### DATA EXCERPTS
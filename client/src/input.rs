//! Parsing of terminal input lines into client commands

use shared::WORD_LENGTH;
use thiserror::Error;

/// Something the player typed
#[derive(Debug, Clone, PartialEq, Eq)]
pub enum Command {
    /// Look for a new game
    Find,
    /// Play a local round against a random word, without the server
    Solo,
    Quit,
    Leaderboard,
    /// A normalized, lowercase guess
    Guess(String),
}

#[derive(Debug, Error, PartialEq, Eq)]
pub enum InputError {
    #[error("Guesses must be exactly {expected} letters (got {got})")]
    WrongLength { expected: usize, got: usize },

    #[error("Guesses may only contain letters a-z")]
    NotAlphabetic,

    #[error("Unknown command '{0}'. Try /find, /solo, /top or /quit")]
    UnknownCommand(String),
}

/// Parses one line. Blank lines yield `Ok(None)`.
pub fn parse_line(line: &str) -> Result<Option<Command>, InputError> {
    let line = line.trim();
    if line.is_empty() {
        return Ok(None);
    }

    if let Some(command) = line.strip_prefix('/') {
        return match command.to_ascii_lowercase().as_str() {
            "find" | "play" => Ok(Some(Command::Find)),
            "solo" => Ok(Some(Command::Solo)),
            "quit" | "exit" => Ok(Some(Command::Quit)),
            "top" => Ok(Some(Command::Leaderboard)),
            other => Err(InputError::UnknownCommand(other.to_string())),
        };
    }

    normalize_guess(line).map(|guess| Some(Command::Guess(guess)))
}

/// Lowercases and validates a guess.
pub fn normalize_guess(guess: &str) -> Result<String, InputError> {
    let guess = guess.trim().to_ascii_lowercase();

    if !guess.chars().all(|c| c.is_ascii_lowercase()) {
        return Err(InputError::NotAlphabetic);
    }
    if guess.len() != WORD_LENGTH {
        return Err(InputError::WrongLength {
            expected: WORD_LENGTH,
            got: guess.chars().count(),
        });
    }
    Ok(guess)
}

#[cfg(test)]
mod tests {
    use super::*;

    #[test]
    fn test_blank_line() {
        assert_eq!(parse_line("   "), Ok(None));
    }

    #[test]
    fn test_commands() {
        assert_eq!(parse_line("/find"), Ok(Some(Command::Find)));
        assert_eq!(parse_line("/QUIT"), Ok(Some(Command::Quit)));
        assert_eq!(parse_line("/solo"), Ok(Some(Command::Solo)));
        assert_eq!(parse_line(" /top "), Ok(Some(Command::Leaderboard)));
        assert_eq!(
            parse_line("/dance"),
            Err(InputError::UnknownCommand("dance".to_string()))
        );
    }

    #[test]
    fn test_guess_normalized() {
        assert_eq!(
            parse_line(" Crate\n"),
            Ok(Some(Command::Guess("crate".to_string())))
        );
    }

    #[test]
    fn test_guess_validation() {
        assert_eq!(
            normalize_guess("cat"),
            Err(InputError::WrongLength {
                expected: 5,
                got: 3
            })
        );
        assert_eq!(normalize_guess("cr4te"), Err(InputError::NotAlphabetic));
        assert_eq!(normalize_guess("crâte"), Err(InputError::NotAlphabetic));
    }
}
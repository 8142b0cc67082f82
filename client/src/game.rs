//! Client-side round state and local guess evaluation

use shared::{MAX_ATTEMPTS, WORD_LENGTH};
use std::fmt::Write;

/// Feedback for a single letter of a guess
#[derive(Debug, Clone, Copy, PartialEq, Eq)]
pub enum Tile {
    /// Right letter, right position
    Correct,
    /// Letter occurs elsewhere in the word
    Present,
    Absent,
}

/// Marks a guess against the secret word.
///
/// Exact matches are claimed first; the remaining letters of the secret are
/// then handed out left to right, so a repeated letter is only marked
/// present as many times as it is still unclaimed in the secret.
pub fn evaluate_guess(secret: &str, guess: &str) -> Vec<Tile> {
    let secret = secret.as_bytes();
    let guess = guess.as_bytes();

    let mut tiles = vec![Tile::Absent; guess.len()];
    let mut unclaimed = [0u8; 26];

    for (i, &letter) in secret.iter().enumerate() {
        if guess.get(i) == Some(&letter) {
            tiles[i] = Tile::Correct;
        } else if let Some(slot) = letter_slot(letter) {
            unclaimed[slot] += 1;
        }
    }

    for (i, &letter) in guess.iter().enumerate() {
        if tiles[i] == Tile::Correct {
            continue;
        }
        if let Some(slot) = letter_slot(letter) {
            if unclaimed[slot] > 0 {
                unclaimed[slot] -= 1;
                tiles[i] = Tile::Present;
            }
        }
    }

    tiles
}

fn letter_slot(letter: u8) -> Option<usize> {
    letter
        .is_ascii_lowercase()
        .then(|| (letter - b'a') as usize)
}

/// Renders a marked guess for the terminal: `[C]` correct, `(C)` present,
/// ` c ` absent.
pub fn render_tiles(guess: &str, tiles: &[Tile]) -> String {
    let mut line = String::with_capacity(guess.len() * 3);
    for (letter, tile) in guess.chars().zip(tiles) {
        let _ = match tile {
            Tile::Correct => write!(line, "[{}]", letter.to_ascii_uppercase()),
            Tile::Present => write!(line, "({})", letter.to_ascii_uppercase()),
            Tile::Absent => write!(line, " {} ", letter),
        };
    }
    line
}

/// Result of submitting one guess
#[derive(Debug, Clone, PartialEq, Eq)]
pub enum GuessOutcome {
    /// Not solved yet, attempts remain
    Continue { tiles: Vec<Tile>, remaining: u32 },
    /// Every tile correct
    Solved { tiles: Vec<Tile>, attempts: u32 },
    /// The last attempt was used without solving
    Exhausted { tiles: Vec<Tile>, attempts: u32 },
}

impl GuessOutcome {
    pub fn tiles(&self) -> &[Tile] {
        match self {
            GuessOutcome::Continue { tiles, .. }
            | GuessOutcome::Solved { tiles, .. }
            | GuessOutcome::Exhausted { tiles, .. } => tiles,
        }
    }
}

/// One player's side of a session
#[derive(Debug, Clone)]
pub struct Round {
    secret: String,
    guesses: Vec<String>,
    finished: bool,
}

impl Round {
    pub fn new(secret: impl Into<String>) -> Self {
        Self {
            secret: secret.into().to_ascii_lowercase(),
            guesses: Vec::new(),
            finished: false,
        }
    }

    pub fn secret(&self) -> &str {
        &self.secret
    }

    pub fn guesses(&self) -> &[String] {
        &self.guesses
    }

    pub fn attempts(&self) -> u32 {
        self.guesses.len() as u32
    }

    pub fn is_finished(&self) -> bool {
        self.finished
    }

    /// Records a validated guess. Returns `None` once the round is over.
    pub fn submit(&mut self, guess: &str) -> Option<GuessOutcome> {
        if self.finished {
            return None;
        }

        let tiles = evaluate_guess(&self.secret, guess);
        self.guesses.push(guess.to_string());
        let attempts = self.attempts();

        let solved = guess.len() == WORD_LENGTH && tiles.iter().all(|t| *t == Tile::Correct);
        if solved {
            self.finished = true;
            Some(GuessOutcome::Solved { tiles, attempts })
        } else if attempts >= MAX_ATTEMPTS {
            self.finished = true;
            Some(GuessOutcome::Exhausted { tiles, attempts })
        } else {
            Some(GuessOutcome::Continue {
                tiles,
                remaining: MAX_ATTEMPTS - attempts,
            })
        }
    }
}

#[cfg(test)]
mod tests {
    use super::*;
    use Tile::{Absent, Correct, Present};

    #[test]
    fn test_exact_match() {
        assert_eq!(evaluate_guess("crate", "crate"), vec![Correct; 5]);
    }

    #[test]
    fn test_anagram_marks_present() {
        assert_eq!(
            evaluate_guess("crate", "trace"),
            vec![Present, Correct, Correct, Present, Correct]
        );
    }

    #[test]
    fn test_repeated_letter_not_overcounted() {
        // Only one 'e' in the secret, and it is claimed by the exact match.
        assert_eq!(
            evaluate_guess("crate", "eerie"),
            vec![Absent, Absent, Present, Absent, Correct]
        );
    }

    #[test]
    fn test_repeated_letter_in_secret() {
        assert_eq!(
            evaluate_guess("abbey", "babes"),
            vec![Present, Present, Correct, Correct, Absent]
        );
    }

    #[test]
    fn test_render_tiles() {
        let tiles = evaluate_guess("crate", "trace");
        assert_eq!(render_tiles("trace", &tiles), "(T)[R][A](C)[E]");
        assert_eq!(render_tiles("fjord", &evaluate_guess("crate", "fjord")), " f  j  o (R) d ");
    }

    #[test]
    fn test_round_solved() {
        let mut round = Round::new("CRATE");
        assert_eq!(round.secret(), "crate");

        match round.submit("slate").unwrap() {
            GuessOutcome::Continue { remaining, .. } => assert_eq!(remaining, 5),
            other => panic!("unexpected outcome {:?}", other),
        }
        match round.submit("crate").unwrap() {
            GuessOutcome::Solved { attempts, .. } => assert_eq!(attempts, 2),
            other => panic!("unexpected outcome {:?}", other),
        }

        assert!(round.is_finished());
        assert!(round.submit("crate").is_none());
        assert_eq!(round.guesses().len(), 2);
    }

    #[test]
    fn test_round_exhausted_after_max_attempts() {
        let mut round = Round::new("crate");
        for _ in 1..MAX_ATTEMPTS {
            assert!(matches!(
                round.submit("fjord"),
                Some(GuessOutcome::Continue { .. })
            ));
        }

        let last = round.submit("fjord").unwrap();
        assert_eq!(
            last,
            GuessOutcome::Exhausted {
                tiles: evaluate_guess("crate", "fjord"),
                attempts: MAX_ATTEMPTS,
            }
        );
        assert_eq!(last.tiles().len(), WORD_LENGTH);
        assert!(round.submit("crate").is_none());
    }

    #[test]
    fn test_solved_on_last_attempt_is_a_win() {
        let mut round = Round::new("crate");
        for _ in 1..MAX_ATTEMPTS {
            round.submit("fjord");
        }
        assert!(matches!(
            round.submit("crate"),
            Some(GuessOutcome::Solved { attempts: 6, .. })
        ));
    }
}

### WHAT IS NEEDED
A bare number is the expected answer: the tally of lines in the records above holding "Clone".

### ANSWER SPACE
4